1. Process Description
A schematic configuration of the Teacup is shown in Figure 1.
This unit is designed to achieve the separation/ collection/ and
washing of grit particles. Flow enters tangentially at the top
creating a free vortex within the unit. Centrifugal force and
gravity are employed to minimize the discharge of particles
having densities greater than water with the water stream leaving
the Teacup through the central discharge cylinder.
The separated particles settle towards the bottom of the Teacup.

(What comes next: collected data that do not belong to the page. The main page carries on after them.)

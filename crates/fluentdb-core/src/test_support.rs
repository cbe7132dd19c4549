//! Test helpers: tracing setup and a scripted in-memory client.

use std::collections::{HashMap, VecDeque};
use std::sync::Once;
use std::time::Duration;

use async_trait::async_trait;
use fluentdb_model::input::{
    BatchGetItemInput, BatchWriteItemInput, DeleteItemInput, GetItemInput, PutItemInput,
    QueryInput, ScanInput, TransactGetItemsInput, TransactWriteItemsInput, UpdateItemInput,
};
use fluentdb_model::output::{
    BatchGetItemOutput, BatchWriteItemOutput, DeleteItemOutput, GetItemOutput, PutItemOutput,
    QueryOutput, ScanOutput, TransactGetItemsOutput, TransactWriteItemsOutput, UpdateItemOutput,
};
use fluentdb_model::types::ItemResponse;
use fluentdb_model::{AttributeValue, DynamoDBOperation, Item, Key};
use parking_lot::Mutex;
use serde::Serialize;
use serde::de::DeserializeOwned;
use serde_json::Value;

use crate::client::DynamoDBClient;
use crate::error::{ClientError, ClientResult};

static INIT: Once = Once::new();

/// Initialize tracing (once).
pub(crate) fn init_tracing() {
    INIT.call_once(|| {
        let _ = tracing_subscriber::fmt()
            .with_env_filter(
                tracing_subscriber::EnvFilter::try_from_default_env()
                    .unwrap_or_else(|_| tracing_subscriber::EnvFilter::new("warn")),
            )
            .with_test_writer()
            .try_init();
    });
}

/// Continuation key attribute used by the in-memory pager.
const OFFSET_KEY: &str = "__offset";

#[derive(Debug)]
struct Scripted {
    delay: Duration,
    result: ClientResult<Value>,
}

#[derive(Debug, Default)]
struct MockState {
    requests: Vec<(DynamoDBOperation, Value)>,
    responses: HashMap<DynamoDBOperation, VecDeque<Scripted>>,
    table: Vec<Item>,
}

/// A client that records every request and replays scripted responses.
///
/// With nothing scripted it falls back to an in-memory table: `Query` and
/// `Scan` page through the table (honouring `Limit`, `Segment` and
/// `TotalSegments`), batch and transactional gets echo the requested keys,
/// and writes succeed with an empty output.
#[derive(Debug, Default)]
pub(crate) struct MockClient {
    state: Mutex<MockState>,
}

impl MockClient {
    pub(crate) fn with_table(items: Vec<Item>) -> Self {
        let client = Self::default();
        client.state.lock().table = items;
        client
    }

    pub(crate) fn push_ok<O: Serialize>(&self, op: DynamoDBOperation, output: O) {
        self.push(op, Duration::ZERO, Ok(serde_json::to_value(output).unwrap()));
    }

    pub(crate) fn push_err(&self, op: DynamoDBOperation, err: ClientError) {
        self.push(op, Duration::ZERO, Err(err));
    }

    pub(crate) fn push_delayed_ok<O: Serialize>(
        &self,
        op: DynamoDBOperation,
        delay: Duration,
        output: O,
    ) {
        self.push(op, delay, Ok(serde_json::to_value(output).unwrap()));
    }

    fn push(&self, op: DynamoDBOperation, delay: Duration, result: ClientResult<Value>) {
        self.state
            .lock()
            .responses
            .entry(op)
            .or_default()
            .push_back(Scripted { delay, result });
    }

    /// Wire requests recorded for `op`, in arrival order.
    pub(crate) fn requests(&self, op: DynamoDBOperation) -> Vec<Value> {
        self.state
            .lock()
            .requests
            .iter()
            .filter(|(o, _)| *o == op)
            .map(|(_, v)| v.clone())
            .collect()
    }

    pub(crate) fn calls(&self, op: DynamoDBOperation) -> usize {
        self.state
            .lock()
            .requests
            .iter()
            .filter(|(o, _)| *o == op)
            .count()
    }

    async fn respond<I, O>(&self, op: DynamoDBOperation, input: &I, fallback: O) -> ClientResult<O>
    where
        I: Serialize + Sync,
        O: DeserializeOwned + Send,
    {
        let scripted = {
            let mut state = self.state.lock();
            state
                .requests
                .push((op, serde_json::to_value(input).unwrap()));
            state.responses.get_mut(&op).and_then(VecDeque::pop_front)
        };
        let Some(scripted) = scripted else {
            return Ok(fallback);
        };
        if !scripted.delay.is_zero() {
            tokio::time::sleep(scripted.delay).await;
        }
        scripted
            .result
            .map(|value| serde_json::from_value(value).unwrap())
    }

    fn page(
        &self,
        start: &Key,
        limit: Option<i32>,
        segment: Option<(i32, i32)>,
    ) -> (Vec<Item>, Key) {
        let state = self.state.lock();
        let rows: Vec<&Item> = match segment {
            Some((segment, total)) => state
                .table
                .iter()
                .enumerate()
                .filter(|(i, _)| i32::try_from(*i).unwrap() % total == segment)
                .map(|(_, item)| item)
                .collect(),
            None => state.table.iter().collect(),
        };
        let offset: usize = start
            .get(OFFSET_KEY)
            .and_then(AttributeValue::as_n)
            .map_or(0, |n| n.parse().unwrap());
        let end = limit.map_or(rows.len(), |l| {
            (offset + usize::try_from(l).unwrap()).min(rows.len())
        });
        let items = rows[offset..end].iter().map(|item| (*item).clone()).collect();
        let next = if end < rows.len() {
            Key::from([(OFFSET_KEY.to_owned(), AttributeValue::from(end))])
        } else {
            Key::new()
        };
        (items, next)
    }
}

fn count(items: &[Item]) -> i32 {
    i32::try_from(items.len()).unwrap()
}

#[async_trait]
impl DynamoDBClient for MockClient {
    async fn get_item(&self, input: GetItemInput) -> ClientResult<GetItemOutput> {
        self.respond(DynamoDBOperation::GetItem, &input, GetItemOutput::default())
            .await
    }

    async fn put_item(&self, input: PutItemInput) -> ClientResult<PutItemOutput> {
        self.respond(DynamoDBOperation::PutItem, &input, PutItemOutput::default())
            .await
    }

    async fn update_item(&self, input: UpdateItemInput) -> ClientResult<UpdateItemOutput> {
        self.respond(DynamoDBOperation::UpdateItem, &input, UpdateItemOutput::default())
            .await
    }

    async fn delete_item(&self, input: DeleteItemInput) -> ClientResult<DeleteItemOutput> {
        self.respond(DynamoDBOperation::DeleteItem, &input, DeleteItemOutput::default())
            .await
    }

    async fn query(&self, input: QueryInput) -> ClientResult<QueryOutput> {
        let (items, last_evaluated_key) = self.page(&input.exclusive_start_key, input.limit, None);
        let fallback = QueryOutput {
            count: count(&items),
            scanned_count: count(&items),
            items,
            last_evaluated_key,
            consumed_capacity: None,
        };
        self.respond(DynamoDBOperation::Query, &input, fallback).await
    }

    async fn scan(&self, input: ScanInput) -> ClientResult<ScanOutput> {
        let segment = input.segment.zip(input.total_segments);
        let (items, last_evaluated_key) =
            self.page(&input.exclusive_start_key, input.limit, segment);
        let fallback = ScanOutput {
            count: count(&items),
            scanned_count: count(&items),
            items,
            last_evaluated_key,
            consumed_capacity: None,
        };
        self.respond(DynamoDBOperation::Scan, &input, fallback).await
    }

    async fn batch_get_item(&self, input: BatchGetItemInput) -> ClientResult<BatchGetItemOutput> {
        let responses = input
            .request_items
            .iter()
            .map(|(table, keys)| (table.clone(), keys.keys.clone()))
            .collect();
        let fallback = BatchGetItemOutput {
            responses,
            ..Default::default()
        };
        self.respond(DynamoDBOperation::BatchGetItem, &input, fallback)
            .await
    }

    async fn batch_write_item(
        &self,
        input: BatchWriteItemInput,
    ) -> ClientResult<BatchWriteItemOutput> {
        self.respond(
            DynamoDBOperation::BatchWriteItem,
            &input,
            BatchWriteItemOutput::default(),
        )
        .await
    }

    async fn transact_write_items(
        &self,
        input: TransactWriteItemsInput,
    ) -> ClientResult<TransactWriteItemsOutput> {
        self.respond(
            DynamoDBOperation::TransactWriteItems,
            &input,
            TransactWriteItemsOutput::default(),
        )
        .await
    }

    async fn transact_get_items(
        &self,
        input: TransactGetItemsInput,
    ) -> ClientResult<TransactGetItemsOutput> {
        let responses = input
            .transact_items
            .iter()
            .map(|item| ItemResponse {
                item: Some(item.get.key.clone()),
            })
            .collect();
        let fallback = TransactGetItemsOutput {
            responses,
            ..Default::default()
        };
        self.respond(DynamoDBOperation::TransactGetItems, &input, fallback)
            .await
    }
}

/// An item with a single string attribute `pk`.
pub(crate) fn item(pk: &str) -> Item {
    Item::from([("pk".to_owned(), AttributeValue::from(pk))])
}
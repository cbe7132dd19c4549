//! Multi-item reads: `Query` and `Scan`.

use fluentdb_model::input::{QueryInput, ScanInput};
use fluentdb_model::types::{Key, ReturnConsumedCapacity, Select};

use super::{BundleBuilder, Compile, HasConsistentRead};
use crate::error::{ClientError, ClientResult};
use crate::expression::{Condition, ExpressionKind};
use crate::paginate::PageOptions;

/// Read items sharing a partition key, following continuation tokens.
#[derive(Debug, Clone, PartialEq)]
pub struct Query {
    table: String,
    index: Option<String>,
    key_condition: Condition,
    filter: Option<Condition>,
    projection: Vec<String>,
    scan_index_forward: Option<bool>,
    select: Option<Select>,
    consistent_read: Option<bool>,
    return_consumed_capacity: Option<ReturnConsumedCapacity>,
    start_key: Key,
    paging: PageOptions,
}

impl Query {
    /// Query `table` for items matching `key_condition`.
    pub fn new(table: impl Into<String>, key_condition: Condition) -> Self {
        Self {
            table: table.into(),
            index: None,
            key_condition,
            filter: None,
            projection: Vec::new(),
            scan_index_forward: None,
            select: None,
            consistent_read: None,
            return_consumed_capacity: None,
            start_key: Key::new(),
            paging: PageOptions::default(),
        }
    }

    /// Query a secondary index instead of the table.
    #[must_use]
    pub fn index(mut self, index: impl Into<String>) -> Self {
        self.index = Some(index.into());
        self
    }

    /// Drop items not matching `filter` after they are read. Repeated calls
    /// are combined with `AND`.
    #[must_use]
    pub fn filter(mut self, filter: Condition) -> Self {
        self.filter = Some(match self.filter.take() {
            Some(existing) => existing.and(filter),
            None => filter,
        });
        self
    }

    /// Only return these attribute paths.
    #[must_use]
    pub fn project<I, S>(mut self, paths: I) -> Self
    where
        I: IntoIterator<Item = S>,
        S: Into<String>,
    {
        self.projection.extend(paths.into_iter().map(Into::into));
        self
    }

    /// Return items in descending sort key order.
    #[must_use]
    pub fn descending(mut self) -> Self {
        self.scan_index_forward = Some(false);
        self
    }

    /// Which attributes to return.
    #[must_use]
    pub fn select(mut self, select: Select) -> Self {
        self.select = Some(select);
        self
    }

    /// Report consumed capacity.
    #[must_use]
    pub fn return_consumed_capacity(mut self, level: ReturnConsumedCapacity) -> Self {
        self.return_consumed_capacity = Some(level);
        self
    }

    /// Stop once `limit` items have been collected.
    #[must_use]
    pub fn limit(mut self, limit: usize) -> Self {
        self.paging.limit = Some(limit);
        self
    }

    /// Items evaluated per request.
    #[must_use]
    pub fn page_size(mut self, size: i32) -> Self {
        self.paging.page_size = Some(size);
        self
    }

    /// Resume from a continuation key returned by an earlier read.
    #[must_use]
    pub fn start_from(mut self, key: Key) -> Self {
        self.start_key = key;
        self
    }

    /// Fetch a single page and hand its continuation key back.
    #[must_use]
    pub fn no_recursion(mut self) -> Self {
        self.paging.recursive = false;
        self
    }

    pub(crate) fn page_options(&self) -> &PageOptions {
        &self.paging
    }
}

impl HasConsistentRead for Query {
    fn consistent_read_slot(&mut self) -> &mut Option<bool> {
        &mut self.consistent_read
    }
}

impl Compile for Query {
    type Input = QueryInput;

    /// The first page request. `Limit` is left to the paginator.
    fn compile(&self) -> ClientResult<QueryInput> {
        let mut bundle = BundleBuilder::default()
            .condition(ExpressionKind::KeyCondition, Some(&self.key_condition))?
            .condition(ExpressionKind::Filter, self.filter.as_ref())?
            .projection(&self.projection)?
            .finish();
        let key_condition_expression = bundle.take(ExpressionKind::KeyCondition);
        if key_condition_expression.is_none() {
            return Err(ClientError::Validation(
                "query has no key condition".to_owned(),
            ));
        }
        Ok(QueryInput {
            table_name: self.table.clone(),
            index_name: self.index.clone(),
            key_condition_expression,
            filter_expression: bundle.take(ExpressionKind::Filter),
            projection_expression: bundle.take(ExpressionKind::Projection),
            expression_attribute_names: bundle.names,
            expression_attribute_values: bundle.values,
            scan_index_forward: self.scan_index_forward,
            limit: None,
            exclusive_start_key: self.start_key.clone(),
            select: self.select,
            consistent_read: self.consistent_read,
            return_consumed_capacity: self.return_consumed_capacity,
        })
    }
}

/// Read every item of a table or index, optionally in parallel segments.
#[derive(Debug, Clone, PartialEq)]
pub struct Scan {
    table: String,
    index: Option<String>,
    filter: Option<Condition>,
    projection: Vec<String>,
    select: Option<Select>,
    consistent_read: Option<bool>,
    return_consumed_capacity: Option<ReturnConsumedCapacity>,
    start_key: Key,
    paging: PageOptions,
}

impl Scan {
    /// Scan `table`.
    pub fn new(table: impl Into<String>) -> Self {
        Self {
            table: table.into(),
            index: None,
            filter: None,
            projection: Vec::new(),
            select: None,
            consistent_read: None,
            return_consumed_capacity: None,
            start_key: Key::new(),
            paging: PageOptions::default(),
        }
    }

    /// Scan a secondary index instead of the table.
    #[must_use]
    pub fn index(mut self, index: impl Into<String>) -> Self {
        self.index = Some(index.into());
        self
    }

    /// Drop items not matching `filter`. Repeated calls are combined with
    /// `AND`.
    #[must_use]
    pub fn filter(mut self, filter: Condition) -> Self {
        self.filter = Some(match self.filter.take() {
            Some(existing) => existing.and(filter),
            None => filter,
        });
        self
    }

    /// Only return these attribute paths.
    #[must_use]
    pub fn project<I, S>(mut self, paths: I) -> Self
    where
        I: IntoIterator<Item = S>,
        S: Into<String>,
    {
        self.projection.extend(paths.into_iter().map(Into::into));
        self
    }

    /// Which attributes to return.
    #[must_use]
    pub fn select(mut self, select: Select) -> Self {
        self.select = Some(select);
        self
    }

    /// Report consumed capacity.
    #[must_use]
    pub fn return_consumed_capacity(mut self, level: ReturnConsumedCapacity) -> Self {
        self.return_consumed_capacity = Some(level);
        self
    }

    /// Stop once `limit` items have been collected across all segments.
    #[must_use]
    pub fn limit(mut self, limit: usize) -> Self {
        self.paging.limit = Some(limit);
        self
    }

    /// Items evaluated per request.
    #[must_use]
    pub fn page_size(mut self, size: i32) -> Self {
        self.paging.page_size = Some(size);
        self
    }

    /// Number of parallel segments.
    #[must_use]
    pub fn segments(mut self, segments: u32) -> Self {
        self.paging.segments = Some(segments);
        self
    }

    /// Resume a single-segment scan from a continuation key.
    #[must_use]
    pub fn start_from(mut self, key: Key) -> Self {
        self.start_key = key;
        self
    }

    /// Fetch a single page per segment and hand continuation keys back.
    #[must_use]
    pub fn no_recursion(mut self) -> Self {
        self.paging.recursive = false;
        self
    }

    pub(crate) fn page_options(&self) -> &PageOptions {
        &self.paging
    }
}

impl HasConsistentRead for Scan {
    fn consistent_read_slot(&mut self) -> &mut Option<bool> {
        &mut self.consistent_read
    }
}

impl Compile for Scan {
    type Input = ScanInput;

    /// The request shared by every segment. `Limit` and the segment fields
    /// are left to the paginator.
    fn compile(&self) -> ClientResult<ScanInput> {
        let mut bundle = BundleBuilder::default()
            .condition(ExpressionKind::Filter, self.filter.as_ref())?
            .projection(&self.projection)?
            .finish();
        Ok(ScanInput {
            table_name: self.table.clone(),
            index_name: self.index.clone(),
            filter_expression: bundle.take(ExpressionKind::Filter),
            projection_expression: bundle.take(ExpressionKind::Projection),
            expression_attribute_names: bundle.names,
            expression_attribute_values: bundle.values,
            limit: None,
            exclusive_start_key: self.start_key.clone(),
            segment: None,
            total_segments: None,
            select: self.select,
            consistent_read: self.consistent_read,
            return_consumed_capacity: self.return_consumed_capacity,
        })
    }
}

#[cfg(test)]
mod tests {
    use super::*;
    use crate::expression::condition::{and, begins_with, equals, greater_than};

    #[test]
    fn test_should_merge_key_condition_and_filter_placeholders() {
        let input = Query::new("orders", equals("pk", "u1"))
            .filter(equals("pk", "u1"))
            .project(["total"])
            .descending()
            .compile()
            .unwrap();
        assert_eq!(input.key_condition_expression.as_deref(), Some("#n0=:v0"));
        assert_eq!(input.filter_expression.as_deref(), Some("#n0=:v0"));
        assert_eq!(input.projection_expression.as_deref(), Some("#n1"));
        assert_eq!(input.expression_attribute_names.len(), 2);
        assert_eq!(input.expression_attribute_values.len(), 1);
        assert_eq!(input.scan_index_forward, Some(false));
        assert!(input.limit.is_none());
    }

    #[test]
    fn test_should_compile_sort_key_condition() {
        let input = Query::new(
            "orders",
            and([equals("pk", "u1"), begins_with("sk", "2024-")]),
        )
        .compile()
        .unwrap();
        assert_eq!(
            input.key_condition_expression.as_deref(),
            Some("#n0=:v0 AND begins_with(#n1, :v1)")
        );
    }

    #[test]
    fn test_should_reject_empty_key_condition() {
        let err = Query::new("orders", and([])).compile().unwrap_err();
        assert!(matches!(err, ClientError::Validation(_)));
    }

    #[test]
    fn test_should_record_paging_options() {
        let scan = Scan::new("events")
            .filter(greater_than("size", 3))
            .limit(10)
            .segments(4)
            .no_recursion();
        let options = scan.page_options();
        assert_eq!(options.limit, Some(10));
        assert_eq!(options.segments, Some(4));
        assert!(!options.recursive);
        let input = scan.compile().unwrap();
        assert_eq!(input.filter_expression.as_deref(), Some("#n0>:v0"));
        assert!(input.segment.is_none());
    }

    #[test]
    fn test_should_compile_bare_scan_without_expressions() {
        let input = Scan::new("events").compile().unwrap();
        let json = serde_json::to_value(&input).unwrap();
        assert_eq!(json, serde_json::json!({"TableName": "events"}));
    }
}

The free vortex boundary layer at the base of the unit sweeps
settling particles and collects them at the central well in the
bottom. Acceleration within the boundary layer helps classify
particles according to different densities. The denser grit
particles are thus separated (to a degree) from lighter organic
particles. Grit is periodically discharged for dewatering
outside the Teacup; organic particles tend to remain with the
wastewater.
2. Process Options
Grit control systems using a Teacup as the central process unit
may be supplied with additional units for quiescent dewatering
and removal of larger grit solids. These units include those
offered by EUTEK, such as the Grit Snail or Decanter. Static
screens may also be provided upstream of Teacup units to insure
that the latter are used only for the removal of fine grit.
Parallel Teacups with sequencing headboxes may be employed to
maintain peak grit removal efficiency during average and peak
flow conditions.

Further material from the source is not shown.